The greatness of the fredum was proportioned to the degree of
protection: thus the fredum for the king's protection was greater than
what was granted for the protection of the count, or of the other
judges.
[156]
Here I see the origin of the jurisdiction of the lords. The fiefs
comprised very large territories, as appears from a vast number of
records. I have already proved that the kings raised no taxes on the
lands belonging to the division of the Franks; much less could they
reserve to themselves any duties on the fiefs. Those who obtained them
had in this respect a full and perfect enjoyment, reaping every possible
emolument from them. And as one of the most considerable emoluments was
the justiciary profits (freda),
[157]
which were received according to
the usage of the Franks, it followed thence that the person seized of
the fief was also seized of the jurisdiction, the exercise of which
consisted of the compositions made to the relatives, and of the profits
accruing to the lord; it was nothing more than ordering the payment of
the compositions of the law, and demanding the legal fines. We find by
the formularies containing confirmation of the perpetuity of a fief in
favour of a feudal lord,
[158]
or of the privileges of fiefs in favour of
churches,
[159]
that the fiefs were possessed of this right. This appears
also from an infinite number of charters
[160]
mentioning a prohibition
to the king's judges or officers of entering upon the territory in order
to exercise any act of judicature whatsoever, or to demand any judiciary
emolument. When the king's judges could no longer make any demand in a
district, they never entered it; and those to whom this district was
left performed the same functions as had been exercised before by the
judges.
The king's judges are forbidden also to oblige the parties to give
security for their appearing before them; it belonged therefore to the
person who had received the territory in fief to demand this security.
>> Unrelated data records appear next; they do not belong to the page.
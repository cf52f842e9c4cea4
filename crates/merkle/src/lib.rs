//! Binary Merkle trees for allowlists
//!
//! This crate commits to a fixed set of values with a single root hash and
//! produces short membership proofs for individual values. A proof can be
//! checked by anyone holding the root, without seeing the rest of the set.
//!
//! ## Key Components
//!
//! - **Hash functions**: [`HashFunction`] with [`Keccak256`] as the default and
//!   [`DigestHasher`] for any RustCrypto digest
//! - **Tree construction**: [`TreeBuilder`] turns values into a [`MerkleTree`]
//! - **Proofs**: [`MerkleTree::proof`] produces a [`Proof`], checked by a
//!   [`Verifier`] against a published root
//!
//! ## Pair ordering
//!
//! By default each pair of digests is sorted before hashing
//! ([`TreeOptions::sort_pairs`]), so proofs carry only sibling digests. With
//! sorting disabled, pairs are hashed in positional order and every proof step
//! records whether its sibling sits on the left or the right. A level with an
//! odd number of nodes pairs its last node with itself.
//!
//! ## Usage Examples
//!
//! ```
//! use allowlist_merkle::{HashFunction, Keccak256, TreeBuilder};
//!
//! let emails = ["test1@gmail.com", "test2@gmail.com", "test3@gmail.com"];
//! let tree = TreeBuilder::new(Keccak256).build(emails).unwrap();
//!
//! // Publish the root
//! println!("root: {}", tree.root_hex());
//!
//! // Prove membership of a value
//! let leaf = Keccak256.hash(b"test2@gmail.com");
//! let proof = tree.proof_for_leaf(&leaf).unwrap();
//! assert!(tree.verify(&proof, &leaf, tree.root()).unwrap());
//!
//! // Anything else is rejected
//! let outsider = Keccak256.hash(b"intruder@gmail.com");
//! assert!(!tree.verify(&proof, &outsider, tree.root()).unwrap());
//! ```
//!
//! ## Features
//!
//! - `parallel` (default): hash leaves and combine large levels on the rayon pool
//! - `serde`: serialize digests (as `0x` hex), proofs and options

#![cfg_attr(not(test), warn(unused_crate_dependencies))]
#![cfg_attr(docsrs, feature(doc_cfg, doc_auto_cfg))]

pub mod digest;
pub mod error;
pub mod hasher;
pub mod tree;

// Re-export core types
pub use crate::digest::Digest;
pub use error::{MerkleError, Result};
pub use hasher::{DigestHasher, HashFunction, KECCAK256_OUTPUT_LEN, Keccak256};

// Core tree functionality
pub use tree::{
    Leaf, LeafSet, MerkleTree, Node, Proof, ProofStep, Side, TreeBuilder, TreeOptions, Verifier,
    combine,
};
They mention also that the king's commissaries shall not insist upon
being accommodated with a lodging; in effect, they no longer exercised
any function in those districts.
The administration therefore of justice, both in the old and new
fiefs, was a right inherent in the very fief itself, a lucrative right
which constituted a part of it. For this reason it had been considered
at all times in this light; whence this maxim arose, that jurisdictions
are patrimonial in France.
Some have thought that the jurisdictions derived their origin from
the manumissions made by the kings and lords in favour of their bondmen.
But the German nations, and those descended from them, are not the only
people who manumitted their bondmen, and yet they are the only people
that established patrimonial jurisdictions. Besides, we find by the
formularies of Marculfus
[161]
that there were freemen dependent on these
jurisdictions in the earliest times: the bondmen were therefore subject
to the jurisdiction, because they were upon the territory; and they did
not give rise to the fiefs for having been annexed to the fief.
Others have taken a shorter cut; the lords, say they (and this is
all they say), usurped the jurisdictions. But are the nations descended
from Germany the only people in the world that usurped the rights of
princes? We are sufficiently informed by history that several other
nations have encroached upon their sovereigns, and yet we find no other
instance of what we call the jurisdiction of the lords. The origin of it
is therefore to be traced in the usages and customs of the Germans.
Whoever has the curiosity to look into Loyseau
[162]
will be
surprised at the manner in which this author supposes the lords to have
proceeded in order to form and usurp their different jurisdictions. They
must have been the most artful people in the world; they must have
robbed and plundered, not after the manner of a military nation, but as
the country justices and the attornies rob one another. Those brave
warriors must be said to have formed a general system of politics
throughout all the provinces of the kingdom, and in so many other
countries in Europe; Loyseau makes them reason as he himself reasoned in
his closet.
Once more; if the jurisdiction was not a dependence of the fief, how
come we everywhere to find that the service of the fief was to attend
the king or the lord, both in their courts and in the army?